EXERCISE DATA:
- - - - - - -

//! Supabase REST API client using service_role key

use reqwest::Client;
use serde::{de::DeserializeOwned, Serialize};

use crate::config::SupabaseConfig;

/// Supabase client for server-side database operations
/// Uses service_role key which bypasses RLS - handle with care!
#[derive(Clone)]
pub struct SupabaseClient {
    client: Client,
    base_url: String,
    service_role_key: String,
}

impl SupabaseClient {
    pub fn new(config: &SupabaseConfig) -> Self {
        Self {
            client: Client::new(),
            base_url: config.url.trim_end_matches('/').to_string(),
            service_role_key: config.service_role_key.clone(),
        }
    }

    /// Get the REST API URL for a table
    fn rest_url(&self, table: &str) -> String {
        format!("{}/rest/v1/{}", self.base_url, table)
    }

    /// Make an authenticated GET request
    pub async fn get<T: DeserializeOwned>(
        &self,
        table: &str,
        query: &str,
    ) -> Result<Vec<T>, SupabaseError> {
        let url = format!("{}?{}", self.rest_url(table), query);

        let response = self
            .client
            .get(&url)
            .header("apikey", &self.service_role_key)
            .header("Authorization", format!("Bearer {}", self.service_role_key))
            .header("Content-Type", "application/json")
            .send()
            .await
            .map_err(SupabaseError::Request)?;

        if !response.status().is_success() {
            let status = response.status();
            let body = response.text().await.unwrap_or_default();
            return Err(SupabaseError::Api { status: status.as_u16(), body });
        }

        response.json().await.map_err(SupabaseError::Parse)
    }

    /// Make an authenticated GET request expecting a single row
    pub async fn get_one<T: DeserializeOwned>(
        &self,
        table: &str,
        query: &str,
    ) -> Result<Option<T>, SupabaseError> {
        let url = format!("{}?{}", self.rest_url(table), query);

        let response = self
            .client
            .get(&url)
            .header("apikey", &self.service_role_key)
            .header("Authorization", format!("Bearer {}", self.service_role_key))
            .header("Content-Type", "application/json")
            .header("Accept", "application/vnd.pgrst.object+json")
            .send()
            .await
            .map_err(SupabaseError::Request)?;

        if response.status() == reqwest::StatusCode::NOT_ACCEPTABLE {
            // No rows found
            return Ok(None);
        }

        if !response.status().is_success() {
            let status = response.status();
            let body = response.text().await.unwrap_or_default();
            return Err(SupabaseError::Api { status: status.as_u16(), body });
        }

        response.json().await.map(Some).map_err(SupabaseError::Parse)
    }

    /// Upsert (insert or update on conflict)
    pub async fn upsert<T: Serialize>(
        &self,
        table: &str,
        data: &T,
        on_conflict: &str,
    ) -> Result<(), SupabaseError> {
        let url = format!("{}?on_conflict={}", self.rest_url(table), on_conflict);

        let response = self
            .client
            .post(&url)
            .header("apikey", &self.service_role_key)
            .header("Authorization", format!("Bearer {}", self.service_role_key))
            .header("Content-Type", "application/json")
            .header("Prefer", "resolution=merge-duplicates,return=minimal")
            .json(data)
            .send()
            .await
            .map_err(SupabaseError::Request)?;

        if !response.status().is_success() {
            let status = response.status();
            let body = response.text().await.unwrap_or_default();
            return Err(SupabaseError::Api { status: status.as_u16(), body });
        }

        Ok(())
    }
}

/// Supabase errors
#[derive(Debug, thiserror::Error)]
pub enum SupabaseError {
    #[error("HTTP request failed: {0}")]
    Request(#[from] reqwest::Error),

    #[error("API error (status {status}): {body}")]
    Api { status: u16, body: String },

    #[error("Failed to parse response: {0}")]
    Parse(reqwest::Error),
}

- - - - - - -

ACTION ITEM:
Transcribe all of the material exactly as it appears.

EXERCISE RESPONSE:
//! Supabase REST API client using service_role key

use reqwest::Client;
use serde::{de::DeserializeOwned, Serialize};

use crate::config::SupabaseConfig;

/// Supabase client for server-side database operations
/// Uses service_role key which bypasses RLS - handle with care!
#[derive(Clone)]
pub struct SupabaseClient {
    client: Client,
    base_url: String,
    service_role_key: String,
}

impl SupabaseClient {
    pub fn new(config: &SupabaseConfig) -> Self {
        Self {
            client: Client::new(),
            base_url: config.url.trim_end_matches('/').to_string(),
            service_role_key: config.service_role_key.clone(),
        }
    }

    /// Get the REST API URL for a table
    fn rest_url(&self, table: &str) -> String {
        format!("{}/rest/v1/{}", self.base_url, table)
    }

    /// Make an authenticated GET request
    pub async fn get<T: DeserializeOwned>(
        &self,
        table: &str,
        query: &str,
    ) -> Result<Vec<T>, SupabaseError> {
        let url = format!("{}?{}", self.rest_url(table), query);

        let response = self
            .client
            .get(&url)
            .header("apikey", &self.service_role_key)
            .header("Authorization", format!("Bearer {}", self.service_role_key))
            .header("Content-Type", "application/json")
            .send()
            .await
            .map_err(SupabaseError::Request)?;

        if !response.status().is_success() {
            let status = response.status();
            let body = response.text().await.unwrap_or_default();
            return Err(SupabaseError::Api { status: status.as_u16(), body });
        }

        response.json().await.map_err(SupabaseError::Parse)
    }

    /// Make an authenticated GET request expecting a single row
    pub async fn get_one<T: DeserializeOwned>(
        &self,
        table: &str,
        query: &str,
    ) -> Result<Option<T>, SupabaseError> {
        let url = format!("{}?{}", self.rest_url(table), query);

        let response = self
            .client
            .get(&url)
            .header("apikey", &self.service_role_key)
            .header("Authorization", format!("Bearer {}", self.service_role_key))
            .header("Content-Type", "application/json")
            .header("Accept", "application/vnd.pgrst.object+json")
            .send()
            .await
            .map_err(SupabaseError::Request)?;

        if response.status() == reqwest::StatusCode::NOT_ACCEPTABLE {
            // No rows found
            return Ok(None);
        }

        if !response.status().is_success() {
            let status = response.status();
            let body = response.text().await.unwrap_or_default();
            return Err(SupabaseError::Api { status: status.as_u16(), body });
        }

        response.json().await.map(Some).map_err(SupabaseError::Parse)
    }

    /// Upsert (insert or update on conflict)
    pub async fn upsert<T: Serialize>(
        &self,
        table: &str,
        data: &T,
        on_conflict: &str,
    ) -> Result<(), SupabaseError> {
        let url = format!("{}?on_conflict={}", self.rest_url(table), on_conflict);

        let response = self
            .client
            .post(&url)
            .header("apikey", &self.service_role_key)
            .header("Authorization", format!("Bearer {}", self.service_role_key))
            .header("Content-Type", "application/json")
            .header("Prefer", "resolution=merge-duplicates,return=minimal")
            .json(data)
            .send()
            .await
            .map_err(SupabaseError::Request)?;

        if !response.status().is_success() {
            let status = response.status();
            let body = response.text().await.unwrap_or_default();
            return Err(SupabaseError::Api { status: status.as_u16(), body });
        }

        Ok(())
    }
}

/// Supabase errors
#[derive(Debug, thiserror::Error)]
pub enum SupabaseError {
    #[error("HTTP request failed: {0}")]
    Request(#[from] reqwest::Error),

    #[error("API error (status {status}): {body}")]
    Api { status: u16, body: String },

    #[error("Failed to parse response: {0}")]
    Parse(reqwest::Error),
}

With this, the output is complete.